Childcare in Melbourne will be available on a permit-only basis as the Victorian government seeks to further restrict movement under a stage four COVID-19 lockdown across the city.
Victorian Premier Daniel Andrews announced the permit system on Wednesday, saying only essential workers who can attest there is no one in their household who can look after their children will be able to access care.
Reporting 725 new coronavirus cases on Wednesday, Andrews said he could not allow an estimated 250,000 children to move to and from childcare centres every day amid a second wave of coronavirus infections across the state.
The new rules, which will be introduced without a grace period, will amount to a significant reduction in childcare attendance across Melbourne, raising fears childcare centres and kindergartens could struggle to stay open through the stage four lockdown.
The permits will be made available by the Victorian government this afternoon. Andrews has clarified there will be two permits, one for each parent, in which both will be asked to confirm no one in their household is available to look after their children.
There will be penalties upwards of $1,600 for parents who make false statements on these permits, Andrews said, but authorities will not begin fining people “tomorrow morning”.
“I either make these tough calls or we don’t drive these numbers down,” Andrews said.
Emergency payments for childcare centres
The announcement came less than an hour after federal Education Minister Dan Tehan unveiled emergency support measures for Victoria’s childcare sector, with top-up payments made available to businesses and parents given extra allowable absences.
However, there is no guarantee parents won’t be forced to pay fees for keeping their children at home over the next six weeks, as the federal government stops short of re-introducing free childcare for Victorian families.
Melbourne-based childcare centres will receive a 5% top-up payment in addition to the $708 million transition package outlaid for the sector to replace JobKeeper in June.
A larger top-up of between 10% and 25% of the existing transition payment will be given to centres which see their attendance levels reduce below 30% over the next six weeks, in a bid to ensure revenue remains about 80-85% of pre-COVID levels, on average, across the sector.

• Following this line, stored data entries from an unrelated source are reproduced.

//! # Configuration Management for RepoHaus
//!
//! This crate provides centralized configuration structures for all RepoHaus components,
//! including cache defaults, repository behaviour and the optional Redis backend.
//!
//! ## Quick Start
//!
//! ### Programmatic Configuration
//! ```rust
//! use config::{AppConfig, CacheConfig, RepositoryConfig};
//!
//! let config = AppConfig {
//!     cache: CacheConfig::new(true, 600),
//!     repository: RepositoryConfig::new(true, 5000),
//!     redis: None,
//! };
//! assert_eq!(config.cache.default_ttl, 600);
//! ```
//!
//! ### TOML File Configuration
//! ```toml
//! [cache]
//! default_caching = true
//! default_ttl = 3600
//!
//! [repository]
//! soft_delete = false
//! timeout_ms = 5000
//!
//! [redis]
//! redis_url = "redis://localhost:6379"
//! key_prefix = "repohaus"
//! connection_timeout_ms = 5000
//! ```
//!
//! Load configuration:
//! ```rust,no_run
//! use config::AppConfig;
//!
//! // Load from $REPOHAUS_CONFIG, ./repohaus.toml or defaults
//! let config = AppConfig::load()?;
//!
//! // Or load from custom path
//! let config = AppConfig::from_file("config/production.toml")?;
//! # Ok::<(), config::ConfigError>(())
//! ```

use serde::{Deserialize, Serialize};
use std::{env, path::Path, time::Duration};
use thiserror::Error;

const DEFAULT_CONFIG_PATH: &str = "./repohaus.toml";
const CONFIG_PATH_ENV: &str = "REPOHAUS_CONFIG";

/// Fallback TTL (seconds) when nothing else is configured
pub const DEFAULT_TTL_SECONDS: u64 = 3600;

/// Fallback per-operation and transaction timeout (milliseconds)
pub const DEFAULT_TIMEOUT_MS: u64 = 5000;

#[derive(Debug, Error)]
pub enum ConfigError {
    #[error("IO error: {0}")]
    Io(#[from] std::io::Error),
    #[error("TOML parsing error: {0}")]
    Toml(#[from] toml::de::Error),
    #[error("Invalid configuration: {0}")]
    Invalid(String),
}

/// Complete application configuration
#[derive(Debug, Clone, Default, Serialize, Deserialize)]
pub struct AppConfig {
    #[serde(default)]
    pub cache: CacheConfig,
    #[serde(default)]
    pub repository: RepositoryConfig,
    #[serde(default)]
    pub redis: Option<RedisConfig>,
}

/// Global cache defaults applied when a call carries no override
#[derive(Debug, Clone, PartialEq, Eq, Serialize, Deserialize)]
pub struct CacheConfig {
    #[serde(default = "default_true")]
    pub default_caching: bool,
    #[serde(default = "default_ttl")]
    pub default_ttl: u64,
}

/// Repository behaviour
#[derive(Debug, Clone, PartialEq, Eq, Serialize, Deserialize)]
pub struct RepositoryConfig {
    /// Rewrite deletes into `deletedAt` updates
    #[serde(default)]
    pub soft_delete: bool,
    /// Deadline for every operation and for whole transactions
    #[serde(default = "default_timeout_ms")]
    pub timeout_ms: u64,
}

/// Redis cache backend configuration
#[derive(Debug, Clone, PartialEq, Eq, Serialize, Deserialize)]
pub struct RedisConfig {
    pub redis_url: String,
    #[serde(default = "default_key_prefix")]
    pub key_prefix: String,
    #[serde(default = "default_timeout_ms")]
    pub connection_timeout_ms: u64,
}

fn default_true() -> bool {
    true
}

fn default_ttl() -> u64 {
    DEFAULT_TTL_SECONDS
}

fn default_timeout_ms() -> u64 {
    DEFAULT_TIMEOUT_MS
}

fn default_key_prefix() -> String {
    "repohaus".to_string()
}

impl AppConfig {
    /// Load configuration from the TOML file named in the environment (or `.env`),
    /// then from the default path, falling back to built-in defaults
    pub fn load() -> Result<Self, ConfigError> {
        // A missing .env file is not an error
        let _ = dotenvy::dotenv();

        let config = if let Ok(config_path) = env::var(CONFIG_PATH_ENV) {
            Self::from_file(&config_path)?
        } else if Path::new(DEFAULT_CONFIG_PATH).exists() {
            Self::from_file(DEFAULT_CONFIG_PATH)?
        } else {
            Self::default()
        };

        config.validate()?;
        Ok(config)
    }

    /// Load configuration from TOML file
    pub fn from_file<P: AsRef<Path>>(path: P) -> Result<Self, ConfigError> {
        let content = std::fs::read_to_string(path)?;
        Self::from_toml_str(&content)
    }

    /// Parse configuration from a TOML document
    pub fn from_toml_str(content: &str) -> Result<Self, ConfigError> {
        let config: Self = toml::from_str(content)?;
        config.validate()?;
        Ok(config)
    }

    /// Validate configuration values
    pub fn validate(&self) -> Result<(), ConfigError> {
        if self.cache.default_ttl == 0 {
            return Err(ConfigError::Invalid(
                "Cache default_ttl must be greater than 0".to_string(),
            ));
        }
        if self.repository.timeout_ms == 0 {
            return Err(ConfigError::Invalid(
                "Repository timeout_ms must be greater than 0".to_string(),
            ));
        }

        if let Some(redis) = &self.redis {
            if redis.redis_url.is_empty() {
                return Err(ConfigError::Invalid(
                    "Redis URL cannot be empty".to_string(),
                ));
            }
            if redis.key_prefix.is_empty() {
                return Err(ConfigError::Invalid(
                    "Redis key_prefix cannot be empty".to_string(),
                ));
            }
            if redis.connection_timeout_ms == 0 {
                return Err(ConfigError::Invalid(
                    "Redis connection_timeout_ms must be greater than 0".to_string(),
                ));
            }
        }

        Ok(())
    }
}

impl CacheConfig {
    /// Create a new cache configuration
    pub fn new(default_caching: bool, default_ttl: u64) -> Self {
        Self {
            default_caching,
            default_ttl,
        }
    }
}

impl Default for CacheConfig {
    fn default() -> Self {
        Self {
            default_caching: true,
            default_ttl: DEFAULT_TTL_SECONDS,
        }
    }
}

impl RepositoryConfig {
    /// Create a new repository configuration
    pub fn new(soft_delete: bool, timeout_ms: u64) -> Self {
        Self {
            soft_delete,
            timeout_ms,
        }
    }

    /// Timeout as Duration
    pub fn timeout(&self) -> Duration {
        Duration::from_millis(self.timeout_ms)
    }
}

impl Default for RepositoryConfig {
    fn default() -> Self {
        Self {
            soft_delete: false,
            timeout_ms: DEFAULT_TIMEOUT_MS,
        }
    }
}

impl RedisConfig {
    /// Create a new Redis configuration
    pub fn new(redis_url: String, key_prefix: String) -> Self {
        Self {
            redis_url,
            key_prefix,
            connection_timeout_ms: DEFAULT_TIMEOUT_MS,
        }
    }

    pub fn with_connection_timeout(mut self, timeout_ms: u64) -> Self {
        self.connection_timeout_ms = timeout_ms;
        self
    }

    /// Connection timeout as Duration
    pub fn connection_timeout(&self) -> Duration {
        Duration::from_millis(self.connection_timeout_ms)
    }
}

#[cfg(test)]
mod tests {
    use super::*;

    #[test]
    fn test_defaults_when_sections_missing() {
        let config = AppConfig::from_toml_str("").unwrap();
        assert!(config.cache.default_caching);
        assert_eq!(config.cache.default_ttl, 3600);
        assert!(!config.repository.soft_delete);
        assert_eq!(config.repository.timeout_ms, 5000);
        assert!(config.redis.is_none());
    }

    #[test]
    fn test_partial_sections_fill_defaults() {
        let config = AppConfig::from_toml_str(
            r#"
            [cache]
            default_ttl = 60

            [redis]
            redis_url = "redis://cache:6379"
            "#,
        )
        .unwrap();

        assert!(config.cache.default_caching);
        assert_eq!(config.cache.default_ttl, 60);
        let redis = config.redis.unwrap();
        assert_eq!(redis.key_prefix, "repohaus");
        assert_eq!(redis.connection_timeout(), Duration::from_millis(5000));
    }

    #[test]
    fn test_zero_ttl_rejected() {
        let err = AppConfig::from_toml_str("[cache]\ndefault_ttl = 0\n").unwrap_err();
        assert!(matches!(err, ConfigError::Invalid(_)));
    }

    #[test]
    fn test_empty_redis_url_rejected() {
        let err = AppConfig::from_toml_str("[redis]\nredis_url = \"\"\n").unwrap_err();
        assert!(matches!(err, ConfigError::Invalid(_)));
    }

    #[test]
    fn test_malformed_toml() {
        let err = AppConfig::from_toml_str("[cache\n").unwrap_err();
        assert!(matches!(err, ConfigError::Toml(_)));
    }
}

Tehan said parents will also receive an extra 30 days of allowable absences to ensure they maintain their enrollments if they keep their children at home, but clarified the government will not force centres to waive fees.
These fees amount to the difference between existing federal government subsidies and what centres actually charge.
“Ultimately, the decision to waive the gap fee is up to the provider themselves. But what this package does is incentivise providers to waive the gap fee,” he told reporters.
The top-up funding is not provisional on centres waiving gap fees, but Tehan nevertheless said the federal government was doing “everything we can” to encourage services to waive fees where parents are required to stay at home by the Victorian government.
“All the consultation we’ve had with the sector indicates that the sector is committed to ensuring that services and providers are waiving the gap fee,” Tehan said.
The initial transition payment is valued at 25% of an individual centre’s revenue between February 17 and March 1 — the period before COVID-19 saw industry revenue start to fall earlier this year.
Under the changes announced Wednesday, Melbourne-based centres will see their federal government contributions increase to 30% of that revenue, increasing to 50% for centres which experience a particularly sharp drop off in attendance.
Centres in regional Victoria, which are now subject to a stage three stay-at-home order, will not receive the top-up payments.
Morrison stops short of free childcare
The support falls short of calls from some advocates, including small business ombudsman Kate Carnell, for free childcare to be brought back for parents in Melbourne and across the country.
“Nobody can afford to pay childcare at this point in time. People will withdraw their children, which means these facilities will die,” Carnell tells SmartCompany.
“The reality is there is no choice on this, the approach that was put in place previously needs to be put back in place.”
The federal government stepped in to ensure childcare was free during the first round of stay-at-home restrictions in March, but reinitiated the less expensive Child Care Subsidy (CCS) scheme in July.
That decision has drawn widespread criticism, particularly as childcare workers, which were originally eligible for JobKeeper wage subsidies, where thrown off the scheme in July alongside the introduction of the transition payments.
In Victoria, Andrews said the state’s chief health officer was still examining whether in-home childcare such as babysitting services will be allowed to continue.